Après cinq jours d’un affrontement total entre Israël et l’Iran, les analystes sont unanimes. Si l’armée israélienne possède supériorité dans les airs, elle n’est pas en mesure de remporter une victoire "décisive" à court terme. Les rampes de lancement des missiles iraniens sont mobiles, et il est illusoire de penser qu’elle pourra les détruire toutes. De même, il est illusoire de croire que le « dôme de fer » sera efficace à 100 % contre ces missiles. Ce qui signifie que l’Iran sera en mesure de continuer ses frappes dévastatrices, bien sur dans la limite de ses stocks de missiles.

Ainsi sans une évaluation correcte de ce stock, on ne peut faire aucune projection sur le temps pendant lequel l’Iran peut "tenir" dans cette guerre. Le lundi 16, au quatrième jour du conflit, les gardiens de la Révolution ont menacé Israël de l’attaque " la plus vaste et la plus dévastatrice jamais menée sur son sol ", ils ont avancé un chiffre, promettant de lancer " 2 000 " missiles sur Israël.
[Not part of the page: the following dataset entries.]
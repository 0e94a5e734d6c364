//! Field access over raw tweet records (`serde_json::Value`), including the
//! canonical id form used as the uniqueness key throughout the pipeline.

use serde_json::Value;

/// Render a scalar id field to its canonical string form.
///
/// Upstream exports are inconsistent about id types: the search client emits
/// string ids, older dumps carry them as JSON numbers. Both spellings of the
/// same post must land on one key, so string ids are trimmed and numeric ids
/// are rendered in plain decimal before any set membership test.
fn canonical_scalar(v: &Value) -> Option<String> {
    match v {
        Value::String(s) => {
            let s = s.trim();
            if s.is_empty() {
                None
            } else {
                Some(s.to_string())
            }
        }
        Value::Number(n) => Some(n.to_string()),
        _ => None,
    }
}

/// Canonical uniqueness key of a record, or `None` if `id` is missing or not
/// a scalar.
pub fn canonical_id(record: &Value) -> Option<String> {
    record.get("id").and_then(canonical_scalar)
}

/// Canonical author id (same normalization as `canonical_id`).
pub fn author_id(record: &Value) -> Option<String> {
    record.get("author_id").and_then(canonical_scalar)
}

/// ISO language code of the record, as reported by the search API
/// (may be `"und"` for undetermined).
pub fn lang(record: &Value) -> Option<&str> {
    record.get("lang").and_then(|v| v.as_str())
}

/// Post text.
pub fn text(record: &Value) -> Option<&str> {
    record.get("text").and_then(|v| v.as_str())
}

/// RFC3339 creation timestamp string, when present.
pub fn created_at(record: &Value) -> Option<&str> {
    record.get("created_at").and_then(|v| v.as_str())
}
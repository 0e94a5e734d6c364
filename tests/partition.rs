#[path = "common/mod.rs"]
mod common;

use common::*;
use twetl::{CorpusClean, YearMonth};

fn quiet() -> CorpusClean {
    CorpusClean::new().progress(false)
}

/// Month partitioning groups records by their created_at month, dedups by id
/// across the whole corpus, and counts records it cannot place.
#[test]
fn partition_groups_by_month_and_dedups() {
    let tmp = tempfile::tempdir().unwrap();
    let src = tmp.path().join("raw");
    let dst = tmp.path().join("monthly");
    write_shard(
        &src,
        "batch1.jsonl",
        &[
            tweet_at("1", "ja", "100", "十月", "2017-10-05T10:00:00.000Z"),
            tweet_at("2", "ja", "101", "十一月", "2017-11-02T09:00:00.000Z"),
        ],
    );
    write_shard(
        &src,
        "batch2.jsonl",
        &[
            tweet_at("1", "ja", "100", "十月のコピー", "2017-10-05T10:00:00.000Z"),
            tweet_at("3", "ja", "102", "また十月", "2017-10-20T23:59:59.000Z"),
            tweet_at("4", "ja", "103", "日付なし", "not-a-date"),
        ],
    );

    let report = quiet().partition_months(&src, &dst).unwrap();
    assert_eq!(report.duplicates, 1);
    assert_eq!(report.undated, 1);
    assert_eq!(report.months.get(&YearMonth::new(2017, 10)).copied(), Some(2));
    assert_eq!(report.months.get(&YearMonth::new(2017, 11)).copied(), Some(1));

    assert_eq!(ids_of(&dst.join("2017-10.jsonl")), vec!["1", "3"]);
    assert_eq!(ids_of(&dst.join("2017-11.jsonl")), vec!["2"]);
}

/// Splitting yields N near-equal folds whose concatenation is exactly the
/// source stream, in order.
#[test]
fn split_covers_the_corpus_once_in_order() {
    let tmp = tempfile::tempdir().unwrap();
    let src = tmp.path().join("clean");
    let dst = tmp.path().join("folds");
    write_shard(
        &src,
        "a.jsonl",
        &[
            tweet("1", "ja", "100", "一"),
            tweet("2", "ja", "100", "二"),
            tweet("3", "ja", "100", "三"),
        ],
    );
    write_shard(
        &src,
        "b.jsonl",
        &[tweet("4", "ja", "100", "四"), tweet("5", "ja", "100", "五")],
    );

    let folds = quiet().split(&src, &dst, 2).unwrap();
    assert_eq!(folds, vec![("sample_1.jsonl".to_string(), 3), ("sample_2.jsonl".to_string(), 2)]);

    let mut all = ids_of(&dst.join("sample_1.jsonl"));
    all.extend(ids_of(&dst.join("sample_2.jsonl")));
    assert_eq!(all, vec!["1", "2", "3", "4", "5"]);
}

/// Splitting an empty corpus writes no fold shards.
#[test]
fn split_of_empty_corpus_is_empty() {
    let tmp = tempfile::tempdir().unwrap();
    let src = tmp.path().join("clean");
    let dst = tmp.path().join("folds");
    write_raw_shard(&src, "a.jsonl", &[]);

    let folds = quiet().split(&src, &dst, 3).unwrap();
    assert!(folds.is_empty());
    assert!(!dst.join("sample_1.jsonl").exists());
}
Ce même soir Donald Trump a précipitamment quitté le sommet du G7 au Canada pour rentrer d’urgence à Washington où selon la presse il a immédiatement réuni ses principaux conseillers militaires. Personne n’a fait le lien, mais c’est bien cette adresse des gardiens de la révolution qui l’a incité à écourter sa participation au G7.

Mardi 17, le président Américain a d'abord exigé une capitulation sans conditions de l'Iran dans un message en lettres capitales sur son réseau social. " Les Etats-Unis savent exactement où se cache le soi-disant guide suprême iranien, mais ne comptent pas l'éliminer du moins pour l'instant '' a-t-il ajouté. '' Notre patience arrive à bout '' a-t-il poursuivi. ''Nous contrôlons complètement et totalement l'espace aérien iranien'', il a terminé par ce tweet qui pour certains prouvent l'implication des Etats-Unis aux côtés d'Israël depuis le début des hostilités.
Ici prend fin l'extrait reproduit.